Но странно, чем дольше я наблюдал глубокий и благородный гнев Хамида, тем больше убеждался, что меня-то все происходящее ничуть не волнует. Для меня тут не было ничего нового, все это казалось мне лишь забавным отголоском того, с чем я соприкоснулся во время пребывания в Англии. Разве эта безобразная сцена не отражала обычного столкновения интересов в государственной политике? Разве не то же самое мне пришлось совсем недавно наблюдать у себя на родине? И разве нельзя без всяких натяжек привести примеры такой же тупости, продажности, невежества из жизни Англии, Аравии, любой страны, где основу власти составляет собственность? (Ты меня слышишь, Тесс?)

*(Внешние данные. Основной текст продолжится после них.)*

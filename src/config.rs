// SPDX-License-Identifier: MIT
// Copyright 2026 Roland Dreier <roland@rolandd.dev>

//! Application configuration loaded from environment variables.

use std::env;

/// Name of the session cookie carrying the JWT.
pub const SESSION_COOKIE: &str = "workout_token";

/// Which persistence backend to use.
#[derive(Debug, Clone, Copy, PartialEq, Eq)]
pub enum StorageBackend {
    /// Process-local tables; data is lost on restart.
    Memory,
    /// Google Cloud Firestore (or the emulator when FIRESTORE_EMULATOR_HOST is set).
    Firestore,
}

impl std::str::FromStr for StorageBackend {
    type Err = ConfigError;

    fn from_str(s: &str) -> Result<Self, Self::Err> {
        match s.trim().to_ascii_lowercase().as_str() {
            "memory" => Ok(Self::Memory),
            "firestore" => Ok(Self::Firestore),
            other => Err(ConfigError::Invalid {
                name: "STORAGE_BACKEND",
                value: other.to_string(),
            }),
        }
    }
}

/// Application configuration, loaded once at startup.
#[derive(Debug, Clone)]
pub struct Config {
    // --- Environment Variables (non-sensitive) ---
    /// Frontend URL allowed by CORS
    pub frontend_url: String,
    /// Server port
    pub port: u16,
    /// Persistence backend
    pub storage_backend: StorageBackend,
    /// GCP project ID (Firestore backend only)
    pub gcp_project_id: String,
    /// Lifetime of issued session tokens
    pub token_ttl_hours: i64,

    // --- Secrets ---
    /// JWT signing key for session tokens (raw bytes)
    pub jwt_signing_key: Vec<u8>,
}

impl Config {
    /// Config for tests: in-memory storage and a fixed signing key.
    pub fn test_default() -> Self {
        Self {
            frontend_url: "http://localhost:5173".to_string(),
            port: 8080,
            storage_backend: StorageBackend::Memory,
            gcp_project_id: "test-project".to_string(),
            token_ttl_hours: 24,
            jwt_signing_key: b"test_jwt_key_32_bytes_minimum!!".to_vec(),
        }
    }

    /// Load configuration from environment variables.
    ///
    /// A `.env` file in the working directory is read first if present.
    pub fn from_env() -> Result<Self, ConfigError> {
        dotenvy::dotenv().ok(); // Load .env file if present

        let storage_backend = match env::var("STORAGE_BACKEND") {
            Ok(raw) => raw.parse()?,
            Err(_) => StorageBackend::Memory,
        };

        let gcp_project_id = match (storage_backend, env::var("GCP_PROJECT_ID")) {
            (_, Ok(id)) => id,
            (StorageBackend::Memory, Err(_)) => "local-dev".to_string(),
            (StorageBackend::Firestore, Err(_)) => {
                return Err(ConfigError::Missing("GCP_PROJECT_ID"))
            }
        };

        let token_ttl_hours = match env::var("TOKEN_TTL_HOURS") {
            Ok(raw) => raw
                .trim()
                .parse::<i64>()
                .ok()
                .filter(|hours| *hours > 0)
                .ok_or(ConfigError::Invalid {
                    name: "TOKEN_TTL_HOURS",
                    value: raw,
                })?,
            Err(_) => 24,
        };

        Ok(Self {
            frontend_url: env::var("FRONTEND_URL")
                .unwrap_or_else(|_| "http://localhost:5173".to_string()),
            port: env::var("PORT")
                .unwrap_or_else(|_| "8080".to_string())
                .parse()
                .unwrap_or(8080),
            storage_backend,
            gcp_project_id,
            token_ttl_hours,
            jwt_signing_key: env::var("JWT_SIGNING_KEY")
                .map_err(|_| ConfigError::Missing("JWT_SIGNING_KEY"))?
                .into_bytes(),
        })
    }

    /// Whether cookies should carry the `Secure` attribute.
    pub fn secure_cookies(&self) -> bool {
        self.frontend_url.starts_with("https://")
    }
}

/// Configuration errors
#[derive(Debug, thiserror::Error)]
pub enum ConfigError {
    #[error("Missing required environment variable: {0}")]
    Missing(&'static str),

    #[error("Invalid value for {name}: {value:?}")]
    Invalid { name: &'static str, value: String },
}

Я видел то же, что видел Хамид: что восстание, свобода, пафос целеустремленной борьбы за независимость и самоопределение — все это было забыто вождями, как только дошло до решений, связанных с реальной властью, реальными благами — со всем тем, что составляет материальную основу государства и техники. Клич свободы, некогда всех их вдохновлявший и увлекавший вперед, заглох в этом политическом и собственническом ажиотаже. Я вовсе не собираюсь вторить беспомощным и неглубоким утверждениям оксфордских поэтов о том, что собственность и власть всегда развращают. Живое опровержение этой трусливой формулы — Хамид. Я лишь хочу сказать, что свобода задыхается там, где люди не умеют сохранить в чистоте цель, к которой стремятся. Борьба за обладание богатством ослепляет людей. Она несет гибель миру, предает человечество.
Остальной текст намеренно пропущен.